An intense exploration of the mystical concept of “ageless wisdom,” which Seifer and Vieweg describe as a body of ideas, laws and truths that have guided seekers throughout time in finding and reveling in the world’s spirituality.
This second edition of the text, following closely on the heels of the first, opens with a well-written and thought-provoking introduction that quickly lays out the authors’ hypothesis–mankind is now, more than ever, ready and willing to embark upon a spiritual quest. The authors point to tragedies such as 9/11 and Hurricane Katrina as catalysts for this movement. Seifer and Vieweg support this theory with a series of 10 dense chapters, each of which opens with a thought-provoking quotation from a saint, poet, writer or prophet that logically guides the chapter.

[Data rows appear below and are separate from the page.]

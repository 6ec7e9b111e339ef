//! Emptying a repository of all of its images.

use tracing::{debug, error};

use crate::error::RegistryError;
use crate::image::DeleteSummary;
use crate::registry::{collect_image_ids, ImageRegistry};

/// Result of emptying a repository.
#[derive(Debug, Clone, PartialEq)]
pub enum EmptyOutcome {
    /// The listing returned no images, so nothing was deleted
    AlreadyEmpty,
    /// One batch delete was issued for every listed image
    Deleted(DeleteSummary),
}

/// Delete every image in `repository`.
///
/// All pages are listed first; the collected identifiers then go out in a
/// single batch delete. No delete call is made for an empty repository.
/// Registry errors are logged and returned as-is. Images the registry
/// declines inside a successful batch are reported in the summary only.
pub async fn empty_repository<R>(
    registry: &R,
    repository: &str,
) -> Result<EmptyOutcome, RegistryError>
where
    R: ImageRegistry + ?Sized,
{
    match delete_all_images(registry, repository).await {
        Ok(outcome) => Ok(outcome),
        Err(e) => {
            error!(
                repository,
                operation = %e.operation,
                code = e.code.as_deref().unwrap_or("unknown"),
                "Client error: {}",
                e
            );
            Err(e)
        }
    }
}

async fn delete_all_images<R>(
    registry: &R,
    repository: &str,
) -> Result<EmptyOutcome, RegistryError>
where
    R: ImageRegistry + ?Sized,
{
    let image_ids = collect_image_ids(registry, repository).await?;
    if image_ids.is_empty() {
        debug!(repository, "Repository has no images");
        return Ok(EmptyOutcome::AlreadyEmpty);
    }

    let requested = image_ids.len();
    debug!(repository, images = requested, "Deleting images");

    let summary = registry.batch_delete_images(repository, image_ids).await?;
    for failure in &summary.failures {
        let image = failure.image_id.clone().unwrap_or_default();
        debug!(
            repository,
            image = %image,
            code = failure.code.as_deref().unwrap_or("unknown"),
            "Image not deleted: {}",
            failure.reason.as_deref().unwrap_or("no reason given")
        );
    }

    debug!(
        repository,
        requested,
        deleted = summary.deleted.len(),
        failed = summary.failures.len(),
        "Batch delete finished"
    );
    Ok(EmptyOutcome::Deleted(summary))
}
//! Image registry abstraction.
//!
//! The lifecycle handler only ever talks to a registry through
//! [`ImageRegistry`], so the ECR client can be swapped for any other
//! implementation (including an in-memory one in tests).

use async_trait::async_trait;
use futures::stream::{self, Stream, TryStreamExt};

use crate::error::RegistryError;
use crate::image::{DeleteSummary, ImageId, ImagePage};

/// The two registry calls needed to empty a repository.
#[async_trait]
pub trait ImageRegistry: Send + Sync {
    /// Fetch one page of image identifiers, starting after `next_token`.
    async fn list_images(
        &self,
        repository: &str,
        next_token: Option<String>,
    ) -> Result<ImagePage, RegistryError>;

    /// Delete every image in `image_ids` with a single call.
    async fn batch_delete_images(
        &self,
        repository: &str,
        image_ids: Vec<ImageId>,
    ) -> Result<DeleteSummary, RegistryError>;
}

/// Where the page stream is in the listing.
enum Cursor {
    Start,
    Next(String),
    Done,
}

/// Lazily list every page of a repository.
///
/// Each page is requested only once the previous one has been yielded and
/// carried a continuation token. The stream ends after the first page without
/// one, or after the first error.
pub fn image_pages<'a, R>(
    registry: &'a R,
    repository: &'a str,
) -> impl Stream<Item = Result<ImagePage, RegistryError>> + Send + 'a
where
    R: ImageRegistry + ?Sized,
{
    stream::try_unfold(Cursor::Start, move |cursor| async move {
        let next_token = match cursor {
            Cursor::Start => None,
            Cursor::Next(token) => Some(token),
            Cursor::Done => return Ok(None),
        };

        let page = registry.list_images(repository, next_token).await?;
        let cursor = match &page.next_token {
            Some(token) => Cursor::Next(token.clone()),
            None => Cursor::Done,
        };

        Ok::<_, RegistryError>(Some((page, cursor)))
    })
}

/// Collect the identifiers of every image in a repository, in listing order.
pub async fn collect_image_ids<R>(
    registry: &R,
    repository: &str,
) -> Result<Vec<ImageId>, RegistryError>
where
    R: ImageRegistry + ?Sized,
{
    image_pages(registry, repository)
        .try_fold(Vec::new(), |mut image_ids, page| async move {
            image_ids.extend(page.image_ids);
            Ok(image_ids)
        })
        .await
}
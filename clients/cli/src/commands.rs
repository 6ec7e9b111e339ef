//! Subcommand implementations.

use std::path::Path;

use anyhow::{Context, Result};
use colored::Colorize;
use futures::{StreamExt, TryStreamExt};
use serde_json::Value;
use sweep_core::{
    collect_image_ids, empty_repository, image_pages, EmptyOutcome, ImageRegistry, LifecycleHandler,
};
use tracing::debug;

use crate::render::{failure_table, image_table};

/// Print every image in `repository`.
pub async fn list<R: ImageRegistry>(registry: &R, repository: &str) -> Result<()> {
    let mut pages = image_pages(registry, repository).boxed();
    let mut image_ids = Vec::new();

    while let Some(page) = pages
        .try_next()
        .await
        .with_context(|| format!("Failed to list images in {}", repository))?
    {
        debug!(
            images = page.image_ids.len(),
            more = page.next_token.is_some(),
            "Fetched page"
        );
        image_ids.extend(page.image_ids);
    }

    if image_ids.is_empty() {
        println!("{} has no images", repository.bold());
        return Ok(());
    }

    println!("{}", image_table(&image_ids));
    println!("{} image(s) in {}", image_ids.len(), repository.bold());
    Ok(())
}

/// Delete every image in `repository`, or only count them on a dry run.
pub async fn empty<R: ImageRegistry>(registry: &R, repository: &str, dry_run: bool) -> Result<()> {
    if dry_run {
        let image_ids = collect_image_ids(registry, repository)
            .await
            .with_context(|| format!("Failed to list images in {}", repository))?;
        println!(
            "{} image(s) would be deleted from {}",
            image_ids.len(),
            repository.bold()
        );
        return Ok(());
    }

    let outcome = empty_repository(registry, repository)
        .await
        .with_context(|| format!("Failed to empty {}", repository))?;

    match outcome {
        EmptyOutcome::AlreadyEmpty => {
            println!("{} is already empty", repository.bold());
        }
        EmptyOutcome::Deleted(summary) => {
            println!(
                "{}",
                format!("Deleted {} image(s) from {}", summary.deleted.len(), repository).green()
            );
            if !summary.failures.is_empty() {
                println!(
                    "{}",
                    format!("{} image(s) could not be deleted:", summary.failures.len()).yellow()
                );
                println!("{}", failure_table(&summary.failures));
            }
        }
    }
    Ok(())
}

/// Run an event file through the lifecycle handler, as the Lambda would.
pub async fn invoke<R: ImageRegistry>(registry: R, event_path: &Path) -> Result<()> {
    let raw = tokio::fs::read_to_string(event_path)
        .await
        .with_context(|| format!("Failed to read event file {}", event_path.display()))?;
    let payload: Value = serde_json::from_str(&raw)
        .with_context(|| format!("Event file {} is not valid JSON", event_path.display()))?;

    LifecycleHandler::new(registry)
        .handle(payload)
        .await
        .context("Lifecycle handler failed")?;

    println!("{}", "Event handled".green());
    Ok(())
}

Although the book provides ample coverage of the history of ageless wisdom, the authors also focus on illuminating its role in the world’s current state, and make predictions about its future. Seifer and Vieweg thoroughly cover reincarnation, the qualities and existence of the human soul, the experience of spiritual awakening and the history of ageless wisdom. Woven throughout the text is a fine balance of description of and quotations from spiritual leaders from around the world and across time–this provides this text with a global and timeless perspective. Each chapter concludes with end-notes which provide additional information, much of which is historical in nature and provides opportunity for future exploration. The book also includes a short glossary of terms, enabling readers to better understand some of the more complicated spiritual concepts, such as Etheric Vision (“the power to see the subtler grades of matter with the strictly physical eye”). Though abstract and wordy, the book is appropriate for seekers wanting to understand the roots of ageless wisdom.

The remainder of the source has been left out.